Your assignment: No line before the one containing "fn query_pairs(search: &str)" is to be output; retype exactly that line and all lines that follow it to the end of the records.
--- Provided data ---
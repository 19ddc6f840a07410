use std::cell::RefCell;
use std::rc::Rc;

use log::{debug, error, info, warn};
use puzzle_core::{PuzzleConfig, Session, Status, resolve_image};
use wasm_bindgen::JsCast;
use wasm_bindgen::prelude::*;
use web_sys::{HtmlElement, Window};

mod board;
mod confetti;
mod constants;
mod probe;
mod reveal;
mod state;
mod utils;

use crate::constants::{BOARD_ID, CONFIG_PATH, SHUFFLE_BTN_ID};
use crate::probe::WebProbe;
use crate::state::{Msg, STATE, State};
use crate::utils::{asset_url, fetch_text};

/// Route a message to the running instance.
pub(crate) fn dispatch(msg: Msg) {
    let Some(st) = STATE.with(|st| st.borrow().clone()) else {
        return;
    };
    let mut s = st.borrow_mut();
    update(&mut s, msg);
}

/// The single place where adapter state changes: apply the message, redraw,
/// and raise the reveal on the transition into `Solved`.
fn update(state: &mut State, msg: Msg) {
    let State {
        session,
        rng,
        overlay,
        ..
    } = state;
    let Some(session) = session.as_mut() else {
        debug!("{msg:?} before the board is ready");
        return;
    };
    let mut won = false;
    match msg {
        Msg::Swap(req) => {
            let before = session.status();
            match session.apply(req) {
                Ok(now) => won = before == Status::Unsolved && now == Status::Solved,
                Err(e) => {
                    warn!("rejected swap: {e}");
                    return;
                }
            }
        }
        Msg::Shuffle => {
            close_overlay(overlay);
            session.reshuffle(rng);
        }
        Msg::CloseReveal => {
            close_overlay(overlay);
            session.restart(rng);
        }
    }
    if let Err(e) = board::render(state) {
        error!("render failed: {e:?}");
    }
    if won {
        celebrate(state);
    }
}

fn close_overlay(overlay: &mut Option<reveal::Overlay>) {
    // Dropping the overlay removes its markup and releases the click handler.
    drop(overlay.take());
}

fn celebrate(state: &mut State) {
    if state.overlay.is_none() {
        match reveal::show(&state.document, &state.prize_url) {
            Ok(overlay) => state.overlay = Some(overlay),
            Err(e) => error!("failed to show reveal: {e:?}"),
        }
    }
    if let Err(e) = confetti::burst(&state.window, &state.document, &mut state.rng) {
        warn!("confetti failed: {e:?}");
    }
}

fn attach_ui(state: &Rc<RefCell<State>>) -> Result<(), JsValue> {
    let s = state.borrow();
    board::attach_drag_handlers(&s.board)?;

    if let Some(btn) = s.document.get_element_by_id(SHUFFLE_BTN_ID) {
        let btn: HtmlElement = btn.dyn_into()?;
        let onclick = Closure::<dyn FnMut()>::wrap(Box::new(move || {
            dispatch(Msg::Shuffle);
        }));
        btn.set_onclick(Some(onclick.as_ref().unchecked_ref()));
        onclick.forget();
    }
    Ok(())
}

/// Defaults, then `puzzle.json` if the host serves one, then the query string.
async fn load_config(window: &Window) -> PuzzleConfig {
    let mut cfg = match fetch_text(window, &asset_url(CONFIG_PATH)).await {
        Ok(Some(text)) => PuzzleConfig::from_json(&text).unwrap_or_else(|e| {
            warn!("{CONFIG_PATH}: {e}, using defaults");
            PuzzleConfig::default()
        }),
        Ok(None) => PuzzleConfig::default(),
        Err(e) => {
            debug!("{CONFIG_PATH} unavailable: {e:?}");
            PuzzleConfig::default()
        }
    };
    if let Ok(search) = window.location().search() {
        cfg.apply_query(&search);
    }
    cfg
}

async fn boot(state: Rc<RefCell<State>>) {
    let (window, document) = {
        let s = state.borrow();
        (s.window.clone(), s.document.clone())
    };
    let cfg = load_config(&window).await;
    let candidates: Vec<String> = cfg.candidates.iter().map(|c| asset_url(c)).collect();
    let resolution = resolve_image(&WebProbe, &candidates, cfg.probe_timeout(), |statuses| {
        board::update_debug_list(&document, statuses)
    })
    .await;

    let mut guard = state.borrow_mut();
    let s = &mut *guard;
    s.image_url = resolution.source.url();
    s.prize_url = asset_url(&cfg.prize_url);
    match Session::new(cfg.side, &mut s.rng) {
        Ok(session) => {
            info!("{0}x{0} board ready", cfg.side);
            s.session = Some(session);
        }
        Err(e) => {
            error!("cannot start puzzle: {e}");
            return;
        }
    }
    if let Err(e) = board::render(s) {
        error!("render failed: {e:?}");
    }
}

#[wasm_bindgen(start)]
pub fn start() -> Result<(), JsValue> {
    utils::init_logger();
    let window = web_sys::window().ok_or("no window")?;
    let document = window.document().ok_or("no document")?;
    let board: HtmlElement = document
        .get_element_by_id(BOARD_ID)
        .ok_or("no #board element")?
        .dyn_into()?;

    let state = Rc::new(RefCell::new(State::new(window, document, board)));
    STATE.with(|st| st.replace(Some(state.clone())));
    attach_ui(&state)?;
    wasm_bindgen_futures::spawn_local(boot(state));
    Ok(())
}
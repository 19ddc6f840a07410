/// Errors raised by the tile arrangement engine.
///
/// These all indicate an integration mistake on the caller's side; the
/// gesture surface only ever produces positions of rendered tiles.
#[derive(Debug, Clone, PartialEq, Eq, thiserror::Error)]
pub enum EngineError {
    #[error("side length must be between 2 and {max}, got {0}", max = crate::arrangement::MAX_SIDE)]
    InvalidSide(usize),
    #[error("board position {position} is out of range for {len} tiles")]
    PositionOutOfRange { position: usize, len: usize },
    #[error("expected {expected} tiles, got {actual}")]
    LengthMismatch { expected: usize, actual: usize },
    #[error("tile sequence is not a permutation of 0..{0}")]
    NotAPermutation(usize),
}

#[derive(Debug, thiserror::Error)]
pub enum ConfigError {
    #[error("config parse failed: {0}")]
    Parse(#[from] serde_json::Error),
    #[error("side length must be between 2 and {max}, got {0}", max = crate::arrangement::MAX_SIDE)]
    InvalidSide(usize),
    #[error("probe timeout must be non-zero")]
    ZeroTimeout,
}
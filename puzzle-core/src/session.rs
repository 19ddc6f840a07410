use log::{debug, info};
use rand::Rng;

use crate::arrangement::{self, Arrangement};
use crate::error::EngineError;

#[derive(Clone, Copy, Debug, PartialEq, Eq)]
pub enum Status {
    Unsolved,
    Solved,
}

/// A completed drag gesture: the tile picked up at `from` was dropped on `to`.
#[derive(Clone, Copy, Debug, PartialEq, Eq)]
pub struct SwapRequest {
    pub from: usize,
    pub to: usize,
}

/// One puzzle round owned by the caller.
///
/// `Solved` is entered only through [`Session::apply`]; it is left only by
/// [`Session::restart`] or [`Session::reshuffle`].
#[derive(Clone, Debug)]
pub struct Session {
    arrangement: Arrangement,
    status: Status,
}

impl Session {
    /// Start a round on a `side` x `side` grid with a shuffled board.
    pub fn new<R: Rng + ?Sized>(side: usize, rng: &mut R) -> Result<Self, EngineError> {
        let mut arrangement = arrangement::reset(side)?;
        scramble(&mut arrangement, rng);
        Ok(Session {
            arrangement,
            status: Status::Unsolved,
        })
    }

    /// Resume from a known arrangement. Status is derived from the tiles.
    pub fn from_arrangement(arrangement: Arrangement) -> Self {
        let status = if arrangement::is_solved(&arrangement) {
            Status::Solved
        } else {
            Status::Unsolved
        };
        Session {
            arrangement,
            status,
        }
    }

    pub fn arrangement(&self) -> &Arrangement {
        &self.arrangement
    }

    pub fn status(&self) -> Status {
        self.status
    }

    pub fn side(&self) -> usize {
        self.arrangement.side()
    }

    /// Apply a swap request and re-evaluate the win condition.
    ///
    /// Requests arriving after the board is solved are ignored until the
    /// round is restarted.
    pub fn apply(&mut self, req: SwapRequest) -> Result<Status, EngineError> {
        if self.status == Status::Solved {
            debug!("swap {}<->{} ignored, round already solved", req.from, req.to);
            return Ok(self.status);
        }
        arrangement::swap(&mut self.arrangement, req.from, req.to)?;
        if arrangement::is_solved(&self.arrangement) {
            info!("puzzle solved ({}x{})", self.side(), self.side());
            self.status = Status::Solved;
        }
        Ok(self.status)
    }

    /// Back to a fresh shuffled board of the same size.
    pub fn restart<R: Rng + ?Sized>(&mut self, rng: &mut R) {
        self.arrangement.restore();
        scramble(&mut self.arrangement, rng);
        self.status = Status::Unsolved;
    }

    /// Shuffle the current board again without resetting it first.
    pub fn reshuffle<R: Rng + ?Sized>(&mut self, rng: &mut R) {
        scramble(&mut self.arrangement, rng);
        self.status = Status::Unsolved;
    }
}

// Unsolved must never show a finished board.
fn scramble<R: Rng + ?Sized>(a: &mut Arrangement, rng: &mut R) {
    if a.len() < 2 {
        return;
    }
    loop {
        arrangement::shuffle(a, rng);
        if !arrangement::is_solved(a) {
            break;
        }
    }
}

#[cfg(test)]
mod tests {
    use super::*;
    use rand::SeedableRng;
    use rand_chacha::ChaCha8Rng;

    fn nearly_solved() -> Session {
        let mut tiles: Vec<usize> = (0..16).collect();
        tiles.swap(14, 15);
        Session::from_arrangement(Arrangement::from_tiles(4, tiles).unwrap())
    }

    #[test]
    fn oversized_side_fails_instead_of_hanging() {
        let mut rng = ChaCha8Rng::seed_from_u64(4);
        for side in [crate::arrangement::MAX_SIDE + 1, 65_536, usize::MAX] {
            assert_eq!(
                Session::new(side, &mut rng).unwrap_err(),
                EngineError::InvalidSide(side)
            );
        }
    }

    #[test]
    fn new_session_is_unsolved_and_scrambled() {
        let mut rng = ChaCha8Rng::seed_from_u64(1);
        for _ in 0..200 {
            let s = Session::new(2, &mut rng).unwrap();
            assert_eq!(s.status(), Status::Unsolved);
            assert!(!arrangement::is_solved(s.arrangement()));
        }
    }

    #[test]
    fn final_swap_enters_solved() {
        let mut s = nearly_solved();
        assert_eq!(s.status(), Status::Unsolved);
        let st = s.apply(SwapRequest { from: 15, to: 14 }).unwrap();
        assert_eq!(st, Status::Solved);
        assert!(arrangement::is_solved(s.arrangement()));
    }

    #[test]
    fn non_solving_swap_stays_unsolved() {
        let mut s = nearly_solved();
        let st = s.apply(SwapRequest { from: 0, to: 1 }).unwrap();
        assert_eq!(st, Status::Unsolved);
    }

    #[test]
    fn solved_round_ignores_further_swaps() {
        let mut s = nearly_solved();
        s.apply(SwapRequest { from: 14, to: 15 }).unwrap();
        let before = s.arrangement().clone();
        let st = s.apply(SwapRequest { from: 0, to: 1 }).unwrap();
        assert_eq!(st, Status::Solved);
        assert_eq!(s.arrangement(), &before);
    }

    #[test]
    fn bad_request_is_rejected_and_board_kept() {
        let mut s = nearly_solved();
        let before = s.arrangement().clone();
        let err = s.apply(SwapRequest { from: 3, to: 40 }).unwrap_err();
        assert_eq!(
            err,
            EngineError::PositionOutOfRange {
                position: 40,
                len: 16
            }
        );
        assert_eq!(s.arrangement(), &before);
        assert_eq!(s.status(), Status::Unsolved);
    }

    #[test]
    fn restart_leaves_solved() {
        let mut rng = ChaCha8Rng::seed_from_u64(9);
        let mut s = nearly_solved();
        s.apply(SwapRequest { from: 14, to: 15 }).unwrap();
        s.restart(&mut rng);
        assert_eq!(s.status(), Status::Unsolved);
        assert_eq!(s.side(), 4);
        assert!(!arrangement::is_solved(s.arrangement()));
    }

    #[test]
    fn reshuffle_keeps_tile_set() {
        let mut rng = ChaCha8Rng::seed_from_u64(21);
        let mut s = Session::new(3, &mut rng).unwrap();
        s.reshuffle(&mut rng);
        let mut v = s.arrangement().tiles().to_vec();
        v.sort_unstable();
        assert_eq!(v, (0..9).collect::<Vec<_>>());
        assert_eq!(s.status(), Status::Unsolved);
    }
}
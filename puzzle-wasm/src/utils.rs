use log::{Level, LevelFilter, Metadata, Record};
use wasm_bindgen::{JsCast, JsValue};
use wasm_bindgen_futures::JsFuture;
use web_sys::{Response, Window};

/// `log` backend writing to the browser console.
struct ConsoleLogger;

impl log::Log for ConsoleLogger {
    fn enabled(&self, metadata: &Metadata) -> bool {
        metadata.level() <= log::max_level()
    }

    fn log(&self, record: &Record) {
        if !self.enabled(record.metadata()) {
            return;
        }
        let msg = JsValue::from_str(&format!("[puzzle] {}", record.args()));
        match record.level() {
            Level::Error => web_sys::console::error_1(&msg),
            Level::Warn => web_sys::console::warn_1(&msg),
            Level::Info => web_sys::console::info_1(&msg),
            Level::Debug | Level::Trace => web_sys::console::debug_1(&msg),
        }
    }

    fn flush(&self) {}
}

static LOGGER: ConsoleLogger = ConsoleLogger;

/// Route `log` records to the console. Safe to call more than once.
pub fn init_logger() {
    if log::set_logger(&LOGGER).is_ok() {
        let level = if cfg!(debug_assertions) {
            LevelFilter::Debug
        } else {
            LevelFilter::Info
        };
        log::set_max_level(level);
    }
}

/// Host-provided prefix for relative assets (`window.__BASE_URL`).
fn host_base(window: &Window) -> Option<String> {
    js_sys::Reflect::get(window, &JsValue::from_str("__BASE_URL"))
        .ok()?
        .as_string()
        .filter(|b| !b.trim().is_empty())
}

/// URL an asset is requested from, honouring `window.__BASE_URL`.
pub fn asset_url(path: &str) -> String {
    let base = web_sys::window().and_then(|w| host_base(&w));
    join_asset(base.as_deref(), path)
}

/// Place `path` under `base`. Paths that already carry a scheme or are
/// protocol-relative are returned trimmed; without a base the path stays
/// relative to the page.
fn join_asset(base: Option<&str>, path: &str) -> String {
    let path = path.trim();
    if has_scheme(path) || path.starts_with("//") {
        return path.to_string();
    }
    match base.map(str::trim) {
        Some(base) if !base.is_empty() => format!(
            "{}/{}",
            base.trim_end_matches('/'),
            path.trim_start_matches("./").trim_start_matches('/')
        ),
        _ => path.to_string(),
    }
}

/// `scheme:` prefix as in RFC 3986: a letter, then letters, digits, `+-.`.
fn has_scheme(s: &str) -> bool {
    let Some((scheme, _)) = s.split_once(':') else {
        return false;
    };
    let mut chars = scheme.chars();
    chars.next().is_some_and(|c| c.is_ascii_alphabetic())
        && chars.all(|c| c.is_ascii_alphanumeric() || matches!(c, '+' | '-' | '.'))
}

/// GET `url` as text. `Ok(None)` when the server answers with a non-2xx
/// status, `Err` when the request itself fails.
pub async fn fetch_text(window: &Window, url: &str) -> Result<Option<String>, JsValue> {
    let resp: Response = JsFuture::from(window.fetch_with_str(url))
        .await?
        .dyn_into()?;
    if !resp.ok() {
        log::debug!("{url}: HTTP {}", resp.status());
        return Ok(None);
    }
    let text = JsFuture::from(resp.text()?).await?;
    Ok(text.as_string())
}

#[cfg(test)]
mod tests {
    use super::*;

    #[test]
    fn relative_paths_join_under_base() {
        assert_eq!(join_asset(Some("/game"), "puzzle.json"), "/game/puzzle.json");
        assert_eq!(join_asset(Some("/game/"), "/img/a.jpg"), "/game/img/a.jpg");
        assert_eq!(join_asset(Some("cdn/"), "./prize.png"), "cdn/prize.png");
        assert_eq!(
            join_asset(Some("https://x.test/app"), " a.jpg "),
            "https://x.test/app/a.jpg"
        );
    }

    #[test]
    fn missing_or_blank_base_keeps_path_page_relative() {
        assert_eq!(join_asset(None, "puzzle.json"), "puzzle.json");
        assert_eq!(join_asset(Some("  "), "img/a.jpg"), "img/a.jpg");
    }

    #[test]
    fn absolute_urls_pass_through() {
        for url in [
            "https://a.test/x.jpg",
            "http://a.test/x.jpg",
            "data:image/svg+xml;utf8,%3Csvg",
            "blob:https://a.test/1234",
            "//cdn.test/x.jpg",
        ] {
            assert_eq!(join_asset(Some("/base"), url), url);
        }
    }

    #[test]
    fn scheme_detection() {
        assert!(has_scheme("svn+ssh://host"));
        assert!(!has_scheme("img/a:b.jpg"));
        assert!(!has_scheme("1x:y"));
        assert!(!has_scheme("plain.jpg"));
    }
}
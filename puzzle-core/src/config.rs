use std::time::Duration;

use log::warn;
use serde::{Deserialize, Serialize};

use crate::arrangement::MAX_SIDE;
use crate::error::ConfigError;

pub const DEFAULT_SIDE: usize = 4;
pub const DEFAULT_PROBE_TIMEOUT_MS: u64 = 8000;

/// Puzzle settings: built-in defaults, then an optional `puzzle.json`, then
/// query string overrides.
#[derive(Clone, Debug, PartialEq, Eq, Serialize, Deserialize)]
#[serde(default)]
pub struct PuzzleConfig {
    /// Grid dimension; the board has `side * side` tiles.
    pub side: usize,
    /// Image URLs tried in order before the embedded fallback.
    pub candidates: Vec<String>,
    pub probe_timeout_ms: u64,
    /// Image shown in the completion overlay.
    pub prize_url: String,
}

impl Default for PuzzleConfig {
    fn default() -> Self {
        PuzzleConfig {
            side: DEFAULT_SIDE,
            candidates: vec!["img/pazzle.jpg".to_string()],
            probe_timeout_ms: DEFAULT_PROBE_TIMEOUT_MS,
            prize_url: "img/pazzle-priz.png".to_string(),
        }
    }
}

impl PuzzleConfig {
    /// Parse a JSON document; missing fields keep their defaults.
    pub fn from_json(text: &str) -> Result<Self, ConfigError> {
        let cfg: PuzzleConfig = serde_json::from_str(text)?;
        cfg.validate()?;
        Ok(cfg)
    }

    pub fn validate(&self) -> Result<(), ConfigError> {
        if !(2..=MAX_SIDE).contains(&self.side) {
            return Err(ConfigError::InvalidSide(self.side));
        }
        if self.probe_timeout_ms == 0 {
            return Err(ConfigError::ZeroTimeout);
        }
        Ok(())
    }

    pub fn probe_timeout(&self) -> Duration {
        Duration::from_millis(self.probe_timeout_ms)
    }

    /// Apply `?side=`, `?img=` and `?timeout=` from a location search string.
    ///
    /// `img` may repeat; given values replace the candidate list in order.
    /// Values that do not parse or fail validation are logged and skipped.
    pub fn apply_query(&mut self, search: &str) {
        let mut images = Vec::new();
        for (k, v) in query_pairs(search) {
            match k.as_str() {
                "side" => match v.parse::<usize>() {
                    Ok(side) if (2..=MAX_SIDE).contains(&side) => self.side = side,
                    _ => warn!("ignoring side={v}"),
                },
                "timeout" => match v.parse::<u64>() {
                    Ok(ms) if ms > 0 => self.probe_timeout_ms = ms,
                    _ => warn!("ignoring timeout={v}"),
                },
                "img" if !v.is_empty() => images.push(v),
                _ => {}
            }
        }
        if !images.is_empty() {
            self.candidates = images;
        }
    }
}

fn query_pairs(search: &str) -> Vec<(String, String)> {
    let s = search.trim_start_matches('?');
    s.split('&')
        .filter(|pair| !pair.is_empty())
        .map(|pair| {
            let mut it = pair.splitn(2, '=');
            let k = it.next().unwrap_or("");
            let v = it.next().unwrap_or("");
            (url_decode(k), url_decode(v))
        })
        .collect()
}

fn url_decode(s: &str) -> String {
    let s = s.replace('+', " ");
    percent_encoding::percent_decode_str(&s)
        .decode_utf8_lossy()
        .to_string()
}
---
Solution to this exercise:
fn query_pairs(search: &str) -> Vec<(String, String)> {
    let s = search.trim_start_matches('?');
    s.split('&')
        .filter(|pair| !pair.is_empty())
        .map(|pair| {
            let mut it = pair.splitn(2, '=');
            let k = it.next().unwrap_or("");
            let v = it.next().unwrap_or("");
            (url_decode(k), url_decode(v))
        })
        .collect()
}

fn url_decode(s: &str) -> String {
    let s = s.replace('+', " ");
    percent_encoding::percent_decode_str(&s)
        .decode_utf8_lossy()
        .to_string()
}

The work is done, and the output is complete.